This continues the entry under "Women" in the 1911 Encyclopedia Britannica.
This paragraph originally appeared as a footnote.
Previous page > Women Practicing Law
In the olden times before the Reformation in England various religious
communities absorbed a large number of the surplus female population, and in
High Church and Roman Catholic circles many ladies still enter various
sisterhoods and devote their lives to teaching the young, visiting the poor and
nursing the sick. In the Church of England the only office which remained open
to women was the modest one of churchwarden, and this office is not infrequently
filled by women. The Convocation of Canterbury in 1908 refused by a majority, of
two to admit women to parochial church councils, though qualified persons of the
female sex may vote for parochial lay representatives on the church council. In
the Independent Churches there are fewer restrictions.

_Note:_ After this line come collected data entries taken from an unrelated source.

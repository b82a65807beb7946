//! Raw grid tracer: tabulated depth dose with a hard-edged Gaussian field.

use super::{AlgorithmKind, BeamDose, CalculationContext, DepthDoseCurve, DoseAlgorithm, Executor};
use crate::common::constants::BODY_DENSITY_THRESHOLD;
use crate::domain::{BeamSpec, DoseResult, Grid3, RadiationType};
use crate::numerics::linear_grid;

const TABLE_SAMPLES: usize = 500;
const TABLE_DEPTH_MM: f64 = 500.0;

/// Depth dose sampled on a fixed 0-500 mm table, looked up by nearest entry.
#[derive(Debug, Clone, PartialEq)]
pub struct DepthDoseTable {
    step_mm: f64,
    values: Vec<f64>,
}

impl DepthDoseTable {
    pub fn new(curve: &DepthDoseCurve) -> Self {
        let depths = linear_grid(0.0, TABLE_DEPTH_MM, TABLE_SAMPLES).unwrap_or_default();
        Self {
            step_mm: TABLE_DEPTH_MM / (TABLE_SAMPLES - 1) as f64,
            values: depths.iter().map(|depth| curve.relative(*depth)).collect(),
        }
    }

    pub fn lookup(&self, depth_mm: f64) -> f64 {
        if depth_mm <= 0.0 || self.values.is_empty() {
            return 0.0;
        }
        let index = (depth_mm / self.step_mm).round() as usize;
        self.values[index.min(self.values.len() - 1)]
    }
}

pub fn profile_sigma_mm(energy_mv: f64) -> f64 {
    if energy_mv <= 6.0 {
        40.0
    } else if energy_mv <= 10.0 {
        45.0
    } else {
        50.0
    }
}

#[derive(Debug, Clone, Copy, Default)]
pub struct GridTracer;

impl DoseAlgorithm for GridTracer {
    fn kind(&self) -> AlgorithmKind {
        AlgorithmKind::GridTracer
    }

    fn supports(&self, _radiation: RadiationType) -> bool {
        true
    }

    fn beam_dose(
        &self,
        context: &CalculationContext<'_>,
        beam: &BeamSpec,
        _beam_index: usize,
        executor: &Executor<'_>,
    ) -> DoseResult<BeamDose> {
        let frame = context.beam_frame(beam);
        let tracer = context.tracer();
        let table = DepthDoseTable::new(&DepthDoseCurve::for_beam(beam));
        let sigma = profile_sigma_mm(beam.energy());
        let water_mu = context.model.attenuation_per_mm(1.0, beam.energy());
        let density = context.materials.density();
        let heterogeneity = context.options.heterogeneity_correction;

        let values = executor.fill(density.len(), |flat| {
            let index = density.coords(flat);
            if density[index] < BODY_DENSITY_THRESHOLD {
                return 0.0;
            }
            let point = context.frame.position(index);
            let field = frame.field_point(point);
            if field.axial <= 0.0 {
                return 0.0;
            }
            let (u, v) = field.at_isocenter_plane(frame.sad_mm);
            if !beam.aperture().contains(u, v) {
                return 0.0;
            }
            let depths = tracer.trace(frame.source, point, frame.direction);
            let profile = (-(u * u) / (2.0 * sigma * sigma)).exp()
                * (-(v * v) / (2.0 * sigma * sigma)).exp();
            let correction = if heterogeneity {
                (-water_mu * (depths.radiological - depths.geometric)).exp()
            } else {
                1.0
            };
            table.lookup(depths.geometric)
                * profile
                * beam.fluence_modifier(u, v)
                * frame.inverse_square(field.axial)
                * correction
        });
        Ok(BeamDose::deterministic(Grid3::from_vec(context.shape(), values)?))
    }
}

Among the
Congregationalists women have equal votes on all questions and may become
deacons or, even ministers; Miss Jane Brown has been recognized as pastor of
Brotherton Congregational Church, Yorkshire, and Miss L. Smith as pastor of that
in Cardiff, and in the Methodist Church women frequently act as local preachers.
The same equality and share in religious work is accorded to women by the
Baptists,, the Society of Friends and the Salvation Army, the success of which
is largely due to them. In Unitarian congregations in the United States and
Australia many women have been appointed ministers, and in England the Rev.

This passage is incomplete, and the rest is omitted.